Сама мифологема знака зверя отсылает сознание читателя к образу революции как апокалипсиса, получившему свое выражения благодаря работе русского философа В. Розанова «Апокалипсис наших дней», сумевшего передать в ней общее ощущение эпохи. Данный образ был широко распространен в литературе 1920-х годов. Подтверждением этому являются романы А. Ремизова «Взвихренная Русь» (1926), И. Шмелева «Солнце мертвых» (1923), малая проза М. Булгакова, рассказ «Красная корона» (1922) и другие произведения, написанные современниками автора «Сказок для вундеркиндов». Очевидно наличие общекультурного контекста, вне которого Кржижановский не мог находиться и писать.
Сама новелла «Некто» представляет собой удивительный пример художественного текста, содержащего в себе элементы фантастического рассказа, поражающего реалистичностью описания исторических событий.

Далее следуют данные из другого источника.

//! The game engine: one owner for board, turn, status and scores.

use super::action::{Move, MoveError, MoveOutcome};
use super::events::{GameEvent, GameObserver};
use super::invariants::{EngineInvariants, InvariantSet};
use super::rng::GameRng;
use super::rules::{self, WinningLine};
use super::schedule::{ComputerTurn, Generation};
use super::{Board, GameMode, GameStatus, Player, Position, Scores, Square};
use tracing::{debug, error, info, instrument, warn};

/// Tic-tac-toe game engine.
///
/// Every mutation goes through `&mut self` and runs to completion, including
/// outcome evaluation and observer notification, before returning.
pub struct GameEngine {
    pub(crate) board: Board,
    pub(crate) current_player: Player,
    pub(crate) status: GameStatus,
    pub(crate) history: Vec<Move>,
    scores: Scores,
    mode: GameMode,
    winning_line: Option<WinningLine>,
    generation: Generation,
    rng: GameRng,
    observers: Vec<Box<dyn GameObserver + Send>>,
}

impl GameEngine {
    /// Creates an engine whose computer opponent is seeded from the OS.
    #[instrument]
    pub fn new(mode: GameMode) -> Self {
        Self::with_rng(mode, GameRng::from_entropy())
    }

    /// Creates an engine with a reproducible computer opponent.
    #[instrument]
    pub fn with_seed(mode: GameMode, seed: u64) -> Self {
        Self::with_rng(mode, GameRng::new(seed))
    }

    /// Creates an engine around an existing RNG.
    pub fn with_rng(mode: GameMode, rng: GameRng) -> Self {
        debug!(%mode, seed = rng.seed(), "Creating game engine");
        Self {
            board: Board::new(),
            current_player: Player::X,
            status: GameStatus::InProgress,
            history: Vec::new(),
            scores: Scores::default(),
            mode,
            winning_line: None,
            generation: Generation::default(),
            rng,
            observers: Vec::new(),
        }
    }

    /// Registers an observer for [`GameEvent`]s.
    pub fn subscribe(&mut self, observer: impl GameObserver + Send + 'static) {
        self.observers.push(Box::new(observer));
    }

    // ─────────────────────────────────────────────────────────────
    //  Queries
    // ─────────────────────────────────────────────────────────────

    /// Returns the board.
    pub fn board(&self) -> &Board {
        &self.board
    }

    /// Returns the player whose mark goes down next.
    pub fn current_player(&self) -> Player {
        self.current_player
    }

    /// Returns the game status.
    pub fn status(&self) -> &GameStatus {
        &self.status
    }

    /// Returns the session scores.
    pub fn scores(&self) -> &Scores {
        &self.scores
    }

    /// The completed line, only while the game is won.
    pub fn winning_line(&self) -> Option<WinningLine> {
        self.winning_line
    }

    /// Returns the current mode.
    pub fn mode(&self) -> GameMode {
        self.mode
    }

    /// Moves played in the current game, oldest first.
    pub fn history(&self) -> &[Move] {
        &self.history
    }

    /// Number of resets so far.
    pub fn generation(&self) -> Generation {
        self.generation
    }

    /// Empty cells, in row-major order.
    pub fn valid_moves(&self) -> Vec<Position> {
        Position::valid_moves(&self.board)
    }

    /// True when the game is running and the computer holds the next move.
    pub fn is_computer_turn(&self) -> bool {
        !self.status.is_over() && self.mode.computer_mark() == Some(self.current_player)
    }

    // ─────────────────────────────────────────────────────────────
    //  Commands
    // ─────────────────────────────────────────────────────────────

    /// Places the current player's mark at `position`.
    ///
    /// # Errors
    ///
    /// Returns a [`MoveError`] and leaves the engine untouched when the game
    /// is over, when the computer is due to move, or when the cell is taken.
    #[instrument(skip(self), fields(player = %self.current_player, generation = %self.generation))]
    pub fn place_mark(&mut self, position: Position) -> Result<MoveOutcome, MoveError> {
        if self.status.is_over() {
            debug!("Ignoring placement after game end");
            return Err(MoveError::GameOver);
        }

        if self.is_computer_turn() {
            debug!("Ignoring human placement on the computer's turn");
            return Err(MoveError::ComputerTurn);
        }

        self.apply(position)
    }

    /// Places the current player's mark at a row-major index.
    ///
    /// # Errors
    ///
    /// As [`place_mark`](Self::place_mark), plus [`MoveError::OutOfBounds`]
    /// for indices of 9 and above.
    pub fn place_index(&mut self, index: usize) -> Result<MoveOutcome, MoveError> {
        let position = Position::try_from(index)?;
        self.place_mark(position)
    }

    /// Classifies the board and, on the transition into a win, credits the
    /// winner and records the line.
    ///
    /// Terminal states are sticky: once the game is over this returns the
    /// stored status without scoring again.
    #[instrument(skip(self))]
    pub fn evaluate_outcome(&mut self) -> GameStatus {
        if self.status.is_over() {
            return self.status;
        }

        if let Some((winner, line)) = rules::find_win(&self.board) {
            self.status = GameStatus::Won(winner);
            self.winning_line = Some(line);
            self.scores.record_win(winner);
            info!(%winner, ?line, x = self.scores.x(), o = self.scores.o(), board = %self.board.display(), "Game won");
        } else if rules::is_full(&self.board) {
            self.status = GameStatus::Draw;
            info!(board = %self.board.display(), "Game drawn");
        } else {
            return GameStatus::InProgress;
        }

        self.emit(GameEvent::GameEnded {
            status: self.status,
            winning_line: self.winning_line,
        });
        self.status
    }

    /// Lets the computer play O on a uniformly random empty cell.
    ///
    /// Returns the chosen cell, or `None` without touching anything when
    /// there is nothing to do. Calling this outside the computer's turn is a
    /// caller bug and is reported with a warning.
    #[instrument(skip(self), fields(mode = %self.mode, generation = %self.generation))]
    pub fn computer_move(&mut self) -> Option<Position> {
        if self.mode != GameMode::VsComputer {
            warn!("computer_move called outside vs-computer mode");
            return None;
        }
        if self.status.is_over() {
            warn!(status = %self.status, "computer_move called after game end");
            return None;
        }
        if !self.is_computer_turn() {
            warn!(player = %self.current_player, "computer_move called on the human's turn");
            return None;
        }

        let empty = self.valid_moves();
        let Some(&position) = self.rng.choose(&empty) else {
            debug!("No empty cells left for the computer");
            return None;
        };

        match self.apply(position) {
            Ok(outcome) => {
                debug!(%position, status = %outcome.status, "Computer moved");
                Some(position)
            }
            Err(e) => {
                error!(error = %e, %position, "Computer picked an unplayable cell");
                None
            }
        }
    }

    /// Issues a ticket for a delayed computer move if one is due now.
    pub fn schedule_computer_turn(&self) -> Option<ComputerTurn> {
        self.is_computer_turn().then(|| ComputerTurn::new(self.generation))
    }

    /// Redeems a ticket from [`schedule_computer_turn`](Self::schedule_computer_turn).
    ///
    /// Tickets from before the latest reset are discarded.
    #[instrument(skip(self), fields(current = %self.generation))]
    pub fn run_computer_turn(&mut self, turn: ComputerTurn) -> Option<Position> {
        if turn.generation() != self.generation {
            debug!(ticket = %turn.generation(), "Discarding stale computer turn");
            return None;
        }
        if !self.is_computer_turn() {
            debug!("Computer turn no longer due");
            return None;
        }
        self.computer_move()
    }

    /// Clears the board for a new game. Scores are kept.
    #[instrument(skip(self))]
    pub fn reset_board(&mut self) {
        self.reset(false);
    }

    /// Zeroes both scores and clears the board.
    #[instrument(skip(self))]
    pub fn reset_scores(&mut self) {
        self.scores = Scores::default();
        self.reset(true);
    }

    /// Switches mode. The board is cleared since whose turn belongs to the
    /// computer has changed.
    #[instrument(skip(self))]
    pub fn set_mode(&mut self, mode: GameMode) {
        info!(from = %self.mode, to = %mode, "Changing game mode");
        self.mode = mode;
        self.reset(false);
    }

    // ─────────────────────────────────────────────────────────────
    //  Internals
    // ─────────────────────────────────────────────────────────────

    fn apply(&mut self, position: Position) -> Result<MoveOutcome, MoveError> {
        if !self.board.is_empty(position) {
            debug!(%position, "Ignoring placement on occupied square");
            return Err(MoveError::CellOccupied(position));
        }

        let mark = self.current_player;
        self.board.set(position, Square::Occupied(mark));
        self.history.push(Move::new(mark, position));
        self.emit(GameEvent::MoveApplied { position, mark });

        let status = self.evaluate_outcome();
        if status == GameStatus::InProgress {
            self.current_player = mark.opponent();
        }

        if cfg!(debug_assertions) {
            self.verify_invariants();
        }

        Ok(MoveOutcome {
            applied: Move::new(mark, position),
            status,
        })
    }

    fn reset(&mut self, scores_cleared: bool) {
        self.board = Board::new();
        self.current_player = Player::X;
        self.status = GameStatus::InProgress;
        self.history.clear();
        self.winning_line = None;
        self.generation.bump();
        info!(generation = %self.generation, scores_cleared, "Board reset");
        self.emit(GameEvent::Reset { scores_cleared });
    }

    fn emit(&mut self, event: GameEvent) {
        for observer in &mut self.observers {
            observer.notify(&event);
        }
    }

    fn verify_invariants(&self) {
        if let Err(violations) = EngineInvariants::check_all(self) {
            let descriptions = violations
                .iter()
                .map(|v| v.description.as_str())
                .collect::<Vec<_>>()
                .join("; ");
            error!(%descriptions, "Engine invariant violated");
            debug_assert!(false, "Engine invariant violated: {}", descriptions);
        }
    }
}

impl Default for GameEngine {
    fn default() -> Self {
        Self::new(GameMode::default())
    }
}

impl std::fmt::Debug for GameEngine {
    fn fmt(&self, f: &mut std::fmt::Formatter<'_>) -> std::fmt::Result {
        f.debug_struct("GameEngine")
            .field("board", &self.board)
            .field("current_player", &self.current_player)
            .field("status", &self.status)
            .field("scores", &self.scores)
            .field("mode", &self.mode)
            .field("generation", &self.generation)
            .field("observers", &self.observers.len())
            .finish_non_exhaustive()
    }
}

#[cfg(test)]
mod tests {
    use super::*;

    #[test]
    fn test_new_engine_starts_clean() {
        let engine = GameEngine::with_seed(GameMode::TwoPlayer, 5);
        assert_eq!(engine.current_player(), Player::X);
        assert_eq!(*engine.status(), GameStatus::InProgress);
        assert_eq!(*engine.scores(), Scores::default());
        assert_eq!(engine.valid_moves().len(), 9);
        assert_eq!(engine.generation().value(), 0);
    }

    #[test]
    fn test_evaluate_outcome_does_not_double_count() {
        let mut engine = GameEngine::with_seed(GameMode::TwoPlayer, 5);
        for index in [0, 3, 1, 4, 2] {
            engine.place_index(index).expect("legal move");
        }
        assert_eq!(engine.evaluate_outcome(), GameStatus::Won(Player::X));
        assert_eq!(engine.evaluate_outcome(), GameStatus::Won(Player::X));
        assert_eq!(*engine.scores().x(), 1);
    }

    #[test]
    fn test_final_board_renders_as_logged() {
        let mut engine = GameEngine::with_seed(GameMode::TwoPlayer, 5);
        for index in [0, 3, 1, 4, 2] {
            engine.place_index(index).expect("legal move");
        }
        assert_eq!(engine.board().display(), "X|X|X\n-+-+-\nO|O|6\n-+-+-\n7|8|9");
    }

    #[test]
    fn test_computer_turn_flag() {
        let mut engine = GameEngine::with_seed(GameMode::VsComputer, 5);
        assert!(!engine.is_computer_turn());
        engine.place_mark(Position::Center).expect("legal move");
        assert!(engine.is_computer_turn());
    }

    #[test]
    fn test_debug_does_not_list_rng() {
        let engine = GameEngine::with_seed(GameMode::TwoPlayer, 5);
        let rendered = format!("{:?}", engine);
        assert!(rendered.contains("GameEngine"));
        assert!(!rendered.contains("rng"));
    }
}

На первый взгляд незначительная аллюзия, отсылающая сознание читателя к книге арабских сказок «Тысяча и одна ночь», выявляет многообразие имплицитных смыслов и кодов, адресованных современникам писателя. Кржижановский создает в новелле
неомифологический текст, который сочетает в себе элементы различных литературных традиций. Их взаимодействие определяет специфику его индивидуально-авторского дискурса. В художественном мире писателя рассматриваемая аллюзия служит не только выражением собственно арабского текста, но и выступает в качестве условия, позволяющего выявить элементы первоначального авторского замысла: когда за многообразием многочисленных смыслов, отложившихся за неполное столетие с момента написания новеллы, открывается исконный смысл, его априорная основа.
Литература
Библия. Книги священного писания ветхого и нового завета. Барнаул, 1999.
Кржижановский С. Собрание сочинений: в 6-ти тт. СПб., 2001.
Кржижановский С. Собрание сочинений: в 6-ти тт. СПб., 2003. Т. 3.
«Тысяча и одна ночь» (Избранные сказки). М., 1979.